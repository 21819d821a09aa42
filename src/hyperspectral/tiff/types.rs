//! Transcoding configuration types

use std::path::PathBuf;

use crate::hyperspectral::common::error::Result;
use crate::hyperspectral::cube::Layout;
use crate::hyperspectral::export::BandImageFormat;
use crate::hyperspectral::mosaic::{DefaultMosaic, TiledMosaic};
use crate::hyperspectral::transform::BayerOrder;

/// TIFF compression methods
#[derive(Debug, Clone, Copy, PartialEq, Eq)]
pub enum TiffCompression {
    /// No compression (fastest, largest file)
    None,
    /// LZW compression (slow, good compression)
    Lzw,
    /// Deflate compression - fast level
    DeflateFast,
    /// Deflate compression - best compression (slower)
    DeflateBest,
    /// Deflate compression - balanced
    DeflateBalanced,
}

/// Where the encoder mosaic comes from.
#[derive(Debug, Clone, PartialEq, Eq, Default)]
pub enum MosaicSource {
    /// Bayer default matching the sensor CFA, or the source format default
    #[default]
    Auto,
    Default(DefaultMosaic),
    /// `W,H=row:row:...`
    Text(String),
    /// File holding the text form
    File(PathBuf),
}

impl MosaicSource {
    /// Loads the mosaic. `None` leaves the choice to the encoder's source
    /// format default.
    pub fn resolve(&self, cfa: Option<BayerOrder>) -> Result<Option<TiledMosaic>> {
        match self {
            MosaicSource::Auto => Ok(cfa.map(|order| TiledMosaic::from_default(order.default_mosaic()))),
            MosaicSource::Default(default) => Ok(Some(TiledMosaic::from_default(*default))),
            MosaicSource::Text(text) => TiledMosaic::parse_text(text).map(Some),
            MosaicSource::File(path) => TiledMosaic::from_file(path).map(Some),
        }
    }
}

/// Configuration for RAW to cube transcoding
#[derive(Debug, Clone)]
pub struct TranscodeConfig {
    /// Cube memory layout
    pub layout: Layout,
    pub mosaic: MosaicSource,
    /// Image format of exported bands
    pub band_format: BandImageFormat,
    /// Compression method for TIFF bands
    pub compression: TiffCompression,
    /// Predictor value for compression (typically 2 for horizontal differencing)
    pub predictor: Option<u16>,
    /// Whether to validate image dimensions before transcoding
    pub validate_dimensions: bool,
}

impl Default for TranscodeConfig {
    fn default() -> Self {
        Self {
            layout: Layout::Multiplane,
            mosaic: MosaicSource::Auto,
            band_format: BandImageFormat::Pgm,
            compression: TiffCompression::None,
            predictor: None,
            validate_dimensions: true,
        }
    }
}

impl TranscodeConfig {
    pub fn builder() -> TranscodeConfigBuilder {
        TranscodeConfigBuilder::default()
    }
}

/// Builder for TranscodeConfig
#[derive(Default)]
pub struct TranscodeConfigBuilder {
    layout: Option<Layout>,
    mosaic: Option<MosaicSource>,
    band_format: Option<BandImageFormat>,
    compression: Option<TiffCompression>,
    predictor: Option<Option<u16>>,
    validate_dimensions: Option<bool>,
}

impl TranscodeConfigBuilder {
    pub fn layout(mut self, layout: Layout) -> Self {
        self.layout = Some(layout);
        self
    }

    pub fn mosaic(mut self, mosaic: MosaicSource) -> Self {
        self.mosaic = Some(mosaic);
        self
    }

    pub fn band_format(mut self, format: BandImageFormat) -> Self {
        self.band_format = Some(format);
        self
    }

    pub fn compression(mut self, compression: TiffCompression) -> Self {
        self.compression = Some(compression);
        self
    }

    pub fn predictor(mut self, predictor: Option<u16>) -> Self {
        self.predictor = Some(predictor);
        self
    }

    pub fn validate_dimensions(mut self, validate: bool) -> Self {
        self.validate_dimensions = Some(validate);
        self
    }

    pub fn build(self) -> TranscodeConfig {
        let default = TranscodeConfig::default();
        TranscodeConfig {
            layout: self.layout.unwrap_or(default.layout),
            mosaic: self.mosaic.unwrap_or(default.mosaic),
            band_format: self.band_format.unwrap_or(default.band_format),
            compression: self.compression.unwrap_or(default.compression),
            predictor: self.predictor.unwrap_or(default.predictor),
            validate_dimensions: self.validate_dimensions.unwrap_or(default.validate_dimensions),
        }
    }
}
※
What is expected => Each line of the entries where the string "Option" occurs should be shown.

Written answer =>
    pub fn resolve(&self, cfa: Option<BayerOrder>) -> Result<Option<TiledMosaic>> {
    pub predictor: Option<u16>,
    layout: Option<Layout>,
    mosaic: Option<MosaicSource>,
    band_format: Option<BandImageFormat>,
    compression: Option<TiffCompression>,
    predictor: Option<Option<u16>>,
    validate_dimensions: Option<bool>,
    pub fn predictor(mut self, predictor: Option<u16>) -> Self {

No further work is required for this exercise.